In purely investment terms, cryptocurrencies are a non-producing asset. They don’t pay interest or dividends. What about capital gain? Possibly. Certainly since the beginning of this year cryptocurrencies have skyrocketed in value. Bitcoin, for example, was valued at around US$57,000 as of March 18. That’s up from about $29,000 at the beginning of the year, and from $5,900 a year ago. But that will only be of importance to someone who owned Bitcoin a year ago or on Jan. 1 this year. 

The big question is where will it go next? There’s simply no way to tell. According to analyst Mark Hulbert writing in, the standard deviation of Bitcoin’s monthly returns since the beginning of 2016 is 25.3%. That’s volatility with a vengeance. You stand to lose most or all of your money in the blink of an eye. 

Do you really want to take that chance with your retirement portfolio or a business investment account? Probably not. But then what about assets like gold and other precious metals?

The bugs in gold

Gold is up about 17% over the past year to mid-March. Gold does tend to be a kind of “fear barometer,” and it made some gains as the pandemic raged around the world. It’s also easy to trade as an asset. But it’s volatile, and its predictive value is questionable.

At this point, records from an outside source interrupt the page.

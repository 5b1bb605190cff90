//! EXIF orientation: reading, applying, and resetting tag 0x0112.
//!
//! EXIF orientation values:
//! 1 = Normal, 2 = Mirrored, 3 = 180°, 4 = Flipped vertically,
//! 5 = Mirrored + 90° CW, 6 = 90° CW, 7 = Mirrored + 270° CW, 8 = 270° CW

use std::io::Cursor;

use image::DynamicImage;

const ORIENTATION_TAG: u16 = 0x0112;
/// TIFF field types an orientation entry is stored as.
const TYPE_SHORT: u16 = 3;
const TYPE_LONG: u16 = 4;

/// How the stored pixel grid must be transformed to appear upright.
#[derive(Debug, Clone, Copy, PartialEq, Eq)]
pub enum Orientation {
    Normal,
    FlipHorizontal,
    Rotate180,
    FlipVertical,
    Transpose,
    Rotate90,
    Transverse,
    Rotate270,
}

impl Orientation {
    /// Map an EXIF orientation value. Out-of-range values are `None`.
    pub fn from_exif(value: u32) -> Option<Self> {
        Some(match value {
            1 => Self::Normal,
            2 => Self::FlipHorizontal,
            3 => Self::Rotate180,
            4 => Self::FlipVertical,
            5 => Self::Transpose,
            6 => Self::Rotate90,
            7 => Self::Transverse,
            8 => Self::Rotate270,
            _ => return None,
        })
    }

    pub fn exif_value(self) -> u16 {
        match self {
            Self::Normal => 1,
            Self::FlipHorizontal => 2,
            Self::Rotate180 => 3,
            Self::FlipVertical => 4,
            Self::Transpose => 5,
            Self::Rotate90 => 6,
            Self::Transverse => 7,
            Self::Rotate270 => 8,
        }
    }

    pub fn is_identity(self) -> bool {
        self == Self::Normal
    }

    pub fn is_mirrored(self) -> bool {
        matches!(
            self,
            Self::FlipHorizontal | Self::FlipVertical | Self::Transpose | Self::Transverse
        )
    }

    /// `true` when the upright image has width and height swapped.
    pub fn swaps_dimensions(self) -> bool {
        matches!(
            self,
            Self::Transpose | Self::Rotate90 | Self::Transverse | Self::Rotate270
        )
    }

    /// Physically re-render `image` upright.
    pub fn apply(self, image: DynamicImage) -> DynamicImage {
        match self {
            Self::Normal => image,
            Self::FlipHorizontal => image.fliph(),
            Self::Rotate180 => image.rotate180(),
            Self::FlipVertical => image.flipv(),
            Self::Transpose => image.rotate90().fliph(),
            Self::Rotate90 => image.rotate90(),
            Self::Transverse => image.rotate270().fliph(),
            Self::Rotate270 => image.rotate270(),
        }
    }
}

/// EXIF found in an image container.
#[derive(Debug, Clone, PartialEq, Eq)]
pub struct ExifBlock {
    /// Raw TIFF-structured EXIF data (no `Exif\0\0` prefix).
    pub tiff: Vec<u8>,
    pub orientation: Option<Orientation>,
}

/// Read the EXIF block from a JPEG/PNG/TIFF/WebP container via `kamadak-exif`.
///
/// Missing or unreadable EXIF is `None`: orientation metadata is optional.
pub fn read_exif(bytes: &[u8]) -> Option<ExifBlock> {
    let mut cursor = Cursor::new(bytes);
    let exif = match exif::Reader::new().read_from_container(&mut cursor) {
        Ok(exif) => exif,
        Err(e) => {
            tracing::trace!(error = %e, "No readable EXIF");
            return None;
        }
    };

    let orientation = exif
        .get_field(exif::Tag::Orientation, exif::In::PRIMARY)
        .and_then(|f| f.value.get_uint(0))
        .and_then(Orientation::from_exif);

    Some(ExifBlock {
        tiff: exif.buf().to_vec(),
        orientation,
    })
}

/// Rewrite the orientation entry of IFD0 to 1 (Normal), in place.
///
/// Returns `true` if an entry was found and patched. The value keeps the
/// entry's own width (SHORT or LONG). Malformed or truncated data, and
/// entries of any other type, are left untouched.
pub fn reset_orientation_tag(tiff: &mut [u8]) -> bool {
    let le = match tiff.get(0..2) {
        Some(b"II") => true,
        Some(b"MM") => false,
        _ => return false,
    };

    let Some(ifd_offset) = read_u32(tiff, 4, le) else {
        return false;
    };
    let mut pos = ifd_offset as usize;
    let Some(entries) = read_u16(tiff, pos, le) else {
        return false;
    };
    pos += 2;

    for _ in 0..entries {
        let Some(tag) = read_u16(tiff, pos, le) else {
            return false;
        };
        if tag == ORIENTATION_TAG {
            // Entry layout: tag(2) type(2) count(4) value(4), value left-aligned.
            let normal = Orientation::Normal.exif_value();
            let value: Vec<u8> = match read_u16(tiff, pos + 2, le) {
                Some(TYPE_SHORT) if le => normal.to_le_bytes().to_vec(),
                Some(TYPE_SHORT) => normal.to_be_bytes().to_vec(),
                Some(TYPE_LONG) if le => u32::from(normal).to_le_bytes().to_vec(),
                Some(TYPE_LONG) => u32::from(normal).to_be_bytes().to_vec(),
                _ => return false,
            };
            let value_offset = pos + 8;
            let Some(slot) = tiff.get_mut(value_offset..value_offset + value.len()) else {
                return false;
            };
            slot.copy_from_slice(&value);
            return true;
        }
        pos += 12;
    }
    false
}

fn read_u16(buf: &[u8], at: usize, le: bool) -> Option<u16> {
    let bytes: [u8; 2] = buf.get(at..at + 2)?.try_into().ok()?;
    Some(if le {
        u16::from_le_bytes(bytes)
    } else {
        u16::from_be_bytes(bytes)
    })
}

fn read_u32(buf: &[u8], at: usize, le: bool) -> Option<u32> {
    let bytes: [u8; 4] = buf.get(at..at + 4)?.try_into().ok()?;
    Some(if le {
        u32::from_le_bytes(bytes)
    } else {
        u32::from_be_bytes(bytes)
    })
}

#[cfg(test)]
mod tests {
    use super::*;
    use crate::test_helpers::{exif_tiff, exif_tiff_typed, jpeg_with_exif};
    use image::{GenericImageView, Rgb, RgbImage};

    const A: [u8; 3] = [255, 0, 0];
    const B: [u8; 3] = [0, 255, 0];
    const C: [u8; 3] = [0, 0, 255];
    const D: [u8; 3] = [255, 255, 255];

    /// 2x2 image, rows top to bottom: `A B` / `C D`. Every flip and rotation
    /// of it is distinct.
    fn quad() -> DynamicImage {
        let mut img = RgbImage::new(2, 2);
        img.put_pixel(0, 0, Rgb(A));
        img.put_pixel(1, 0, Rgb(B));
        img.put_pixel(0, 1, Rgb(C));
        img.put_pixel(1, 1, Rgb(D));
        DynamicImage::ImageRgb8(img)
    }

    fn grid(img: &DynamicImage) -> [[[u8; 3]; 2]; 2] {
        let px = |x, y| {
            let p = img.get_pixel(x, y).0;
            [p[0], p[1], p[2]]
        };
        [[px(0, 0), px(1, 0)], [px(0, 1), px(1, 1)]]
    }

    #[test]
    fn test_from_exif_range() {
        assert_eq!(Orientation::from_exif(1), Some(Orientation::Normal));
        assert_eq!(Orientation::from_exif(6), Some(Orientation::Rotate90));
        assert_eq!(Orientation::from_exif(0), None);
        assert_eq!(Orientation::from_exif(9), None);
        for v in 1..=8u32 {
            assert_eq!(Orientation::from_exif(v).unwrap().exif_value() as u32, v);
        }
    }

    #[test]
    fn test_mirroring_and_swaps() {
        let mirrored: Vec<u32> = (1..=8)
            .filter(|v| Orientation::from_exif(*v).unwrap().is_mirrored())
            .collect();
        assert_eq!(mirrored, vec![2, 4, 5, 7]);
        let swapped: Vec<u32> = (1..=8)
            .filter(|v| Orientation::from_exif(*v).unwrap().swaps_dimensions())
            .collect();
        assert_eq!(swapped, vec![5, 6, 7, 8]);
    }

    #[test]
    fn test_apply_renders_every_orientation_upright() {
        let expected = [
            (1, [[A, B], [C, D]]),
            (2, [[B, A], [D, C]]),
            (3, [[D, C], [B, A]]),
            (4, [[C, D], [A, B]]),
            (5, [[A, C], [B, D]]),
            (6, [[C, A], [D, B]]),
            (7, [[D, B], [C, A]]),
            (8, [[B, D], [A, C]]),
        ];
        for (value, upright) in expected {
            let out = Orientation::from_exif(value).unwrap().apply(quad());
            assert_eq!(grid(&out), upright, "orientation {value}");
        }
    }

    #[test]
    fn test_apply_agrees_with_image_crate() {
        for value in 1..=8u8 {
            let ours = Orientation::from_exif(value.into()).unwrap().apply(quad());
            let mut theirs = quad();
            theirs.apply_orientation(image::metadata::Orientation::from_exif(value).unwrap());
            assert_eq!(ours.dimensions(), theirs.dimensions(), "orientation {value}");
            assert_eq!(ours.as_bytes(), theirs.as_bytes(), "orientation {value}");
        }
    }

    #[test]
    fn test_reset_orientation_little_endian() {
        let mut tiff = exif_tiff(6, true);
        assert!(reset_orientation_tag(&mut tiff));
        assert_eq!(&tiff[18..20], &[1, 0]);
    }

    #[test]
    fn test_reset_orientation_big_endian() {
        let mut tiff = exif_tiff(8, false);
        assert!(reset_orientation_tag(&mut tiff));
        assert_eq!(&tiff[18..20], &[0, 1]);
    }

    #[test]
    fn test_reset_orientation_keeps_entry_width() {
        for le in [true, false] {
            let mut short = exif_tiff_typed(6, le, false);
            assert!(reset_orientation_tag(&mut short));
            assert_eq!(read_u16(&short, 18, le), Some(1));
            assert_eq!(&short[20..22], &[0, 0]);

            let mut long = exif_tiff_typed(6, le, true);
            assert!(reset_orientation_tag(&mut long));
            assert_eq!(read_u32(&long, 18, le), Some(1));
            assert_eq!(
                exif::Reader::new()
                    .read_raw(long.clone())
                    .unwrap()
                    .get_field(exif::Tag::Orientation, exif::In::PRIMARY)
                    .and_then(|f| f.value.get_uint(0)),
                Some(1)
            );
        }
    }

    #[test]
    fn test_reset_orientation_unknown_type_untouched() {
        let mut tiff = exif_tiff(6, true);
        tiff[12] = 1; // BYTE
        let before = tiff.clone();
        assert!(!reset_orientation_tag(&mut tiff));
        assert_eq!(tiff, before);
    }

    #[test]
    fn test_reset_orientation_garbage_untouched() {
        let mut junk = b"not a tiff at all".to_vec();
        let before = junk.clone();
        assert!(!reset_orientation_tag(&mut junk));
        assert_eq!(junk, before);

        let mut truncated = exif_tiff(6, true);
        truncated.truncate(12);
        assert!(!reset_orientation_tag(&mut truncated));
    }

    #[test]
    fn test_read_exif_from_jpeg() {
        let jpeg = jpeg_with_exif(8, 4, Some(6));
        let block = read_exif(&jpeg).expect("exif present");
        assert_eq!(block.orientation, Some(Orientation::Rotate90));
    }

    #[test]
    fn test_read_exif_absent() {
        let jpeg = jpeg_with_exif(8, 4, None);
        assert!(read_exif(&jpeg).is_none());
        assert!(read_exif(b"garbage").is_none());
    }
}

Consider that it’s down about 8% year to date. Still, unlike cryptocurrency, gold is considered a “safe haven” asset when financial conditions deteriorate badly. It is a physical commodity with limited supply and continues to be in demand both for jewelry and industrial applications, and these factors also tend to influence the price, albeit on a cyclical basis.

If you’re truly nervous about global business and financial conditions, it doesn’t hurt to have a small allocation to gold as a cushion against troubled times. But bear in mind that gold is also a non-productive asset – it has no yield and produces no income. The only growth available is through capital gain, and that depends entirely on the vagaries of the commodity markets. When you buy gold in the hopes of selling it later at a profit, you are speculating, not investing. 

Speculating versus investing

Unlike an investment in, say, a stock or a bond, where you expect the asset to produce a return in the form of interest or dividends, holding cryptocurrency or gold provides no return at all. You essentially hope that you can sell the asset down the road to someone who’s willing to buy it at a higher price than you did. Will there be such buyers down the road? Will there be such a big demand for (or a sudden shortage of) of the asset that you’ll profit handsomely when you sell? Who knows? When you purchase these types of assets, you’re betting that there will be. And note the key word there: “betting.” 

A small allocation to gold may be useful as a crisis or inflation hedge. Cryptocurrency seems to have no immediate use other than as a way to shield transactions from the tax department. And that’s exactly what it’s widely used for – it’s particularly in favour with the criminal element for money laundering and other applications where anonymity is a must. You can be sure that governments the world over are putting cryptocurrency under the microscope, and it’s a fair bet that their days as an unregulated, anonymous currency wild west show are numbered.

If you are tempted to speculate, bear in mind that you could lose most or all of your stake. That’s the nature of speculation. If you’re still determined to go ahead, try to get a handle on some of the risks involved. One of the key risks is liquidity risk. How easy would it be for you to sell your speculative asset? With penny stocks, for example, either unlisted or on venture exchanges, you can discover quickly what kind of trading volume is available. Gold ETFs are also transparent and liquid. Not so much with physical gold. 

Cryptocurrency has no regulated central market to gauge liquidity, there is no “price discovery” mechanism, and it’s impossible to assign a risk premium. So speculating in cryptocurrency is pretty much like going to Las Vegas and putting your entire stake on a single number on the roulette wheel. 

When it comes to investment assets, it makes a whole lot more sense to purchase ownership in something that grows intrinsically while rewarding you along the way than it is to hold a completely speculative asset like cryptocurrency.